To ensure that the purpose trust is run in the manner the settlor intended, an Enforcer is usually appointed to give effect to the settlor's wishes. The settlor can appoint a trusted associate to carry out this role so that the settlor can maintain a sufficient degree of separation from control of the purpose trust in order to avoid relevant tax authorities attributing the assets to him for tax assessment purposes.
A purpose trust is also free from the rule against perpetuity, which allows it to take on the possible role of a dynasty style trust vehicle. A practical disadvantage of a purpose trust, is that like other orphan structures, it can prove difficult to satisfy the compliance requirements of banks.
Corporate entities provide a different mechanism by which a practitioner is able to provide estate planning solutions. For example, a corporate entity can have two different share classes, one class, A, carries with it all of the voting rights and the other class, B, carries with it all of the rights to dividends. By means of this arrangement, the client can retain control of the voting shares while a trustee holds the other class of shares.
In this way the settlor can retain control over how the assets are used and distributed while the beneficial interest remains in the hands of the trustee who then apportions out said interest in either a discretionary or express manner.
This solution has many of the same benefits inherent with the PTC while lacking the same level of flexibility or complexity. One distinct advantage that it does possess comes from the unique concessions afforded to special types of corporate entities. For example, Cayman Islands exempted limited companies and Bahamian International Business Companies are exempt from certain taxes for a specific period of time.

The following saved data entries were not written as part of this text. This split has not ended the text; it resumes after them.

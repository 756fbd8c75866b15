//! Console rendering of run progress and results.

use std::{io::Write, time::Duration};

use colored::{Color, Colorize};

use crate::{
    assertions::{Mismatch, Relation},
    config::RunConfig,
    failure::Failure,
};

/// Renders per-test and per-scope status lines.
///
/// Verbose mode prints one line per event; short mode prints a padded scope name
/// followed by one marker per test.
pub struct Reporter<W: Write> {
    out: W,
    short: bool,
    color: bool,
    name_width: usize,
}

impl Reporter<std::io::Stdout> {
    /// Creates a reporter writing to standard output.
    pub fn stdout(config: &RunConfig) -> Self {
        Self::new(std::io::stdout(), config)
    }
}

impl<W: Write> Reporter<W> {
    /// Creates a reporter writing to `out`, styled per `config`.
    pub fn new(out: W, config: &RunConfig) -> Self {
        Self {
            out,
            short: config.short,
            color: config.color,
            name_width: 0,
        }
    }

    /// Sets the column width used for scope names in short mode.
    pub fn set_name_width(&mut self, width: usize) {
        self.name_width = width;
    }

    /// Consumes the reporter, returning its writer.
    pub fn into_inner(self) -> W {
        self.out
    }

    fn paint(&self, text: &str, color: Color) -> String {
        if self.color {
            text.color(color).to_string()
        } else {
            text.to_string()
        }
    }

    fn status(&mut self, tag: &str, color: Color, text: &str) -> std::io::Result<()> {
        let tag = self.paint(tag, color);
        writeln!(self.out, "{tag} {text}")
    }

    fn marker(&mut self, marker: &str, color: Color) -> std::io::Result<()> {
        let marker = self.paint(marker, color);
        write!(self.out, "{marker}")?;
        self.out.flush()
    }

    /// Prints one qualified name in list-only mode.
    pub fn listing(&mut self, qualified_name: &str) -> std::io::Result<()> {
        writeln!(self.out, "{qualified_name}")
    }

    /// Announces the run.
    pub fn running_all(&mut self, count: usize) -> std::io::Result<()> {
        if self.short {
            return Ok(());
        }
        let line = self.paint(&format!("[==========] Running {count} test(s)"), Color::BrightBlack);
        writeln!(self.out, "{line}")
    }

    /// Announces the seed of a shuffled run so it can be replayed with `--seed`.
    pub fn shuffle_seed(&mut self, seed: u64) -> std::io::Result<()> {
        if self.short {
            return Ok(());
        }
        let line = self.paint(&format!("[==========] Shuffling with seed {seed}"), Color::BrightBlack);
        writeln!(self.out, "{line}")
    }

    /// Announces a scope; called at its first selected test.
    pub fn running_scope(&mut self, name: &str, count: usize) -> std::io::Result<()> {
        if self.short {
            let width = self.name_width;
            return write!(self.out, "{name:<width$}: ");
        }
        let line = self.paint(
            &format!("[==========] Running {count} test(s) in scope {name}"),
            Color::BrightBlack,
        );
        writeln!(self.out, "{line}")
    }

    /// Reports a pending test.
    pub fn pending(&mut self, qualified_name: &str) -> std::io::Result<()> {
        if self.short {
            return self.marker("P", Color::Blue);
        }
        self.status("[ PENDING  ]", Color::Blue, qualified_name)
    }

    /// Reports that a test is starting.
    pub fn run(&mut self, qualified_name: &str) -> std::io::Result<()> {
        if self.short {
            return Ok(());
        }
        self.status("[ RUN      ]", Color::BrightBlack, qualified_name)
    }

    /// Reports a passed test with the duration of its last repetition.
    pub fn ok(&mut self, qualified_name: &str, elapsed: Duration) -> std::io::Result<()> {
        if self.short {
            return self.marker(".", Color::Green);
        }
        let text = format!("{qualified_name} [{:.2} s]", elapsed.as_secs_f64());
        self.status("[       OK ]", Color::Green, &text)
    }

    /// Reports a failed test, preceded by its diagnostic.
    pub fn failed(&mut self, qualified_name: &str, failure: &Failure) -> std::io::Result<()> {
        if self.short {
            return self.marker("F", Color::Red);
        }
        self.diagnostic(failure)?;
        self.status("[  FAILED  ]", Color::Red, qualified_name)
    }

    fn diagnostic(&mut self, failure: &Failure) -> std::io::Result<()> {
        if let Some(location) = &failure.location {
            writeln!(self.out, "  Error at line: {location}")?;
        }

        match &failure.mismatch {
            Mismatch::Bool { expected } => {
                let received = !*expected;
                let expected = self.paint(&format!("expected: {expected}"), Color::Green);
                let received = self.paint(&format!("received: {received}"), Color::Red);
                writeln!(self.out, "  {expected} {received}")
            }
            Mismatch::Values {
                relation,
                expected,
                actual,
            } => {
                let qualifier = match relation {
                    Relation::Equal => "",
                    Relation::NotEqual => "not ",
                };
                let expected = self.paint(&format!("Expected: {qualifier}{expected}"), Color::Green);
                let actual = self.paint(&format!("Result: {actual}"), Color::Red);
                writeln!(self.out, "  {expected} {actual}")
            }
            Mismatch::Bytes(report) => {
                let (label, operator) = match report.relation {
                    Relation::Equal => ("difference", "!="),
                    Relation::NotEqual => ("same", "=="),
                };
                for entry in &report.offsets {
                    writeln!(
                        self.out,
                        "  {label} at offset {} 0x{:02x} {operator} 0x{:02x}",
                        entry.offset, entry.expected, entry.actual
                    )?;
                }
                if report.is_truncated() {
                    writeln!(self.out, "  ...")?;
                }
                writeln!(self.out, "  {}", failure.mismatch)
            }
            Mismatch::Length { .. } | Mismatch::Panic(_) => {
                let text = self.paint(&failure.mismatch.to_string(), Color::Red);
                writeln!(self.out, "  {text}")
            }
        }
    }

    /// Closes a scope that had at least one selected test.
    pub fn scope_end(&mut self, name: &str, passed: usize) -> std::io::Result<()> {
        if !self.short {
            let line = self.paint(
                &format!("[  PASSED  ] {passed} test(s) passed in scope {name}"),
                Color::Green,
            );
            writeln!(self.out, "{line}")?;
        }
        writeln!(self.out)
    }

    /// Prints the final totals, listing failed tests if there were any.
    pub fn summary(
        &mut self,
        passed: usize,
        considered: usize,
        failed: &[String],
    ) -> std::io::Result<()> {
        if self.short {
            return self.out.flush();
        }

        let line = self.paint(
            &format!("[  PASSED  ] {passed} test(s) across all scopes"),
            Color::Green,
        );
        writeln!(self.out, "{line}")?;

        if !failed.is_empty() {
            let count = failed.len();
            self.status("[  FAILED  ]", Color::Red, &format!("{count} test(s), listed below:"))?;
            for name in failed {
                self.status("[  FAILED  ]", Color::Red, name)?;
            }
        }

        let line = self.paint(
            &format!("[==========] Ran {considered} test(s) across all scopes"),
            Color::BrightBlack,
        );
        writeln!(self.out, "{line}")?;
        self.out.flush()
    }
}
//! A suite with one failing test between two passing ones, plus a scope of
//! assertion failures used to check diagnostics.

use std::process::ExitCode;

use examiner::{Registry, assertions::*};

#[allow(clippy::panic)]
fn main() -> ExitCode {
    let config = examiner::init();

    let mut registry = Registry::new();
    registry
        .test("seq", "a", || println!("ran seq.a"))
        .test("seq", "b", || {
            println!("ran seq.b");
            assert_equal_int(1, 2);
        })
        .test("seq", "c", || println!("ran seq.c"));

    registry
        .test("diag", "double", || assert_equal_double(1.0, 1.001))
        .test("diag", "mem", || {
            assert_equal_mem(&[0x01, 0x02, 0x03], &[0x01, 0xff, 0x03], 3);
        })
        .test("diag", "bool", || assert_false(true))
        .test("diag", "panic", || panic!("not an assertion"));

    examiner::run(&registry, &config)
}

Another structure which can substitute for a trust and which has been used for many years, especially in the Isle of Man, is the company limited by guarantee. Whilst there are many permutations on its use, typically a division of control and benefit is achieved through a variation in the rights attached to the members of a company.
Many Vehicles One Purpose
Each of the vehicles mentioned above may be used in isolation to achieve the goals of the settlor. However, they can also be used to complement each other so as to address the varying needs of clients.

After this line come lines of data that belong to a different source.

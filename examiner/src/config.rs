//! Configuration types for the harness.

use clap::Parser;

use crate::events::TraceEvent;

/// Whether report output is styled with ANSI escapes.
#[derive(Clone, Copy, Debug, Default, PartialEq, Eq, clap::ValueEnum)]
pub enum ColorSetting {
    /// Emit ANSI color escapes.
    #[default]
    On,
    /// Emit plain text.
    Off,
}

/// Command-line options understood by a test binary built on this harness.
#[derive(Clone, Parser, Debug)]
#[clap(
    name = "examiner",
    version = "0.1 License MIT",
    about = "Runs the tests registered in this binary",
    disable_help_flag = true,
    disable_version_flag = true
)]
pub struct CommandLineArgs {
    /// Display usage information.
    #[clap(short = 'h', long = "help", action = clap::ArgAction::Help)]
    pub help: Option<bool>,

    /// Display version information.
    #[clap(short = 'v', long = "version", action = clap::ArgAction::Version)]
    pub version: Option<bool>,

    /// Only list the selected tests; run nothing.
    #[clap(long = "list-tests")]
    pub list_tests_only: bool,

    /// Compact output: one marker per test.
    #[clap(long = "short")]
    pub short: bool,

    /// Only consider tests whose qualified name (`scope.name`) starts with this prefix.
    #[clap(long = "filter", value_name = "PREFIX")]
    pub filter: Option<String>,

    /// Shuffle scope and test execution order.
    #[clap(long = "shuffle")]
    pub shuffle: bool,

    /// Seed for --shuffle; defaults to the current time.
    #[clap(long = "seed", value_name = "N")]
    pub seed: Option<u64>,

    /// Run every test body this many times.
    #[clap(
        long = "repeat",
        value_name = "N",
        default_value_t = 1,
        value_parser = clap::value_parser!(u32).range(1..)
    )]
    pub repeat: u32,

    /// Stop the whole run at the first failing test.
    #[clap(long = "die-on-fail")]
    pub die_on_fail: bool,

    /// Color output.
    #[clap(long = "color", value_name = "on|off", default_value = "on")]
    pub color: ColorSetting,

    /// Enable debug logging for the given category.
    #[clap(long = "log-enable", value_name = "EVENT")]
    pub enabled_log_events: Vec<TraceEvent>,
}

/// Run options read by the execution engine. Immutable once the run starts.
#[derive(Clone, Debug)]
pub struct RunConfig {
    /// Qualified-name prefix a test must match to be listed or run.
    pub filter: Option<String>,
    /// Only list selected tests.
    pub list_tests_only: bool,
    /// Shuffle scope and test order.
    pub shuffle: bool,
    /// Fixed shuffle seed, if any.
    pub seed: Option<u64>,
    /// Number of times each test body runs; at least 1.
    pub repeat: u32,
    /// Abort the run on the first failure.
    pub die_on_fail: bool,
    /// Compact output.
    pub short: bool,
    /// Styled output.
    pub color: bool,
}

impl Default for RunConfig {
    fn default() -> Self {
        Self {
            filter: None,
            list_tests_only: false,
            shuffle: false,
            seed: None,
            repeat: 1,
            die_on_fail: false,
            short: false,
            color: true,
        }
    }
}

impl RunConfig {
    /// Sets the qualified-name prefix filter.
    #[must_use]
    pub fn with_filter(mut self, filter: impl Into<String>) -> Self {
        self.filter = Some(filter.into());
        self
    }

    /// Enables shuffling, optionally with a fixed seed.
    #[must_use]
    pub const fn with_shuffle(mut self, seed: Option<u64>) -> Self {
        self.shuffle = true;
        self.seed = seed;
        self
    }

    /// Sets the repeat count. Values below 1 are raised to 1.
    #[must_use]
    pub fn with_repeat(mut self, repeat: u32) -> Self {
        self.repeat = repeat.max(1);
        self
    }

    /// Enables or disables die-on-fail.
    #[must_use]
    pub const fn with_die_on_fail(mut self, die_on_fail: bool) -> Self {
        self.die_on_fail = die_on_fail;
        self
    }

    /// Enables or disables short output.
    #[must_use]
    pub const fn with_short(mut self, short: bool) -> Self {
        self.short = short;
        self
    }

    /// Enables or disables colored output.
    #[must_use]
    pub const fn with_color(mut self, color: bool) -> Self {
        self.color = color;
        self
    }

    /// Enables list-only mode.
    #[must_use]
    pub const fn with_list_tests_only(mut self, list: bool) -> Self {
        self.list_tests_only = list;
        self
    }

    /// Returns whether a test with the given qualified name is selected.
    ///
    /// Selection is a plain prefix match against `scope.name`.
    pub fn selects(&self, qualified_name: &str) -> bool {
        self.filter
            .as_deref()
            .is_none_or(|prefix| qualified_name.starts_with(prefix))
    }
}

impl From<&CommandLineArgs> for RunConfig {
    fn from(args: &CommandLineArgs) -> Self {
        Self {
            filter: args.filter.clone(),
            list_tests_only: args.list_tests_only,
            shuffle: args.shuffle,
            seed: args.seed,
            repeat: args.repeat,
            die_on_fail: args.die_on_fail,
            short: args.short,
            color: args.color == ColorSetting::On,
        }
    }
}
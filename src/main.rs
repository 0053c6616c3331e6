// src/main.rs

use jobrunner::{cli, logging, run};

#[tokio::main]
async fn main() {
    if let Err(err) = run_main().await {
        eprintln!("jobrunner error: {err:?}");
        std::process::exit(1);
    }
}

async fn run_main() -> anyhow::Result<()> {
    let args = cli::parse();
    logging::init_logging(args.log_level)?;
    run(args).await
}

A good example of such a structure is a PTC controlled by a purpose trust and used as the holding company for underlying trust and corporate structures. Although potentially complex, this arrangement exemplifies the numerous options available to clients to structure their wealth planning solutions.
While clients may continue to press practitioners for structures which are tax driven, practitioners must be mindful of the new global regulatory regime in which we operate. In doing so, we as practitioners must focus our attention on explaining the benefits from a structuring and an asset protection stand point while re-educating clients on what is now feasible. In some instances a trust may not be the ideal vehicle and in others it can be more than adequate for the purpose. It is also important to remember that no matter how well designed a structure is, its administration will be the determining factor in whether it can withstand challenges from beneficiaries or third parties.
The content of this article is intended to provide a general guide to the subject matter. Specialist advice should be sought about your specific circumstances.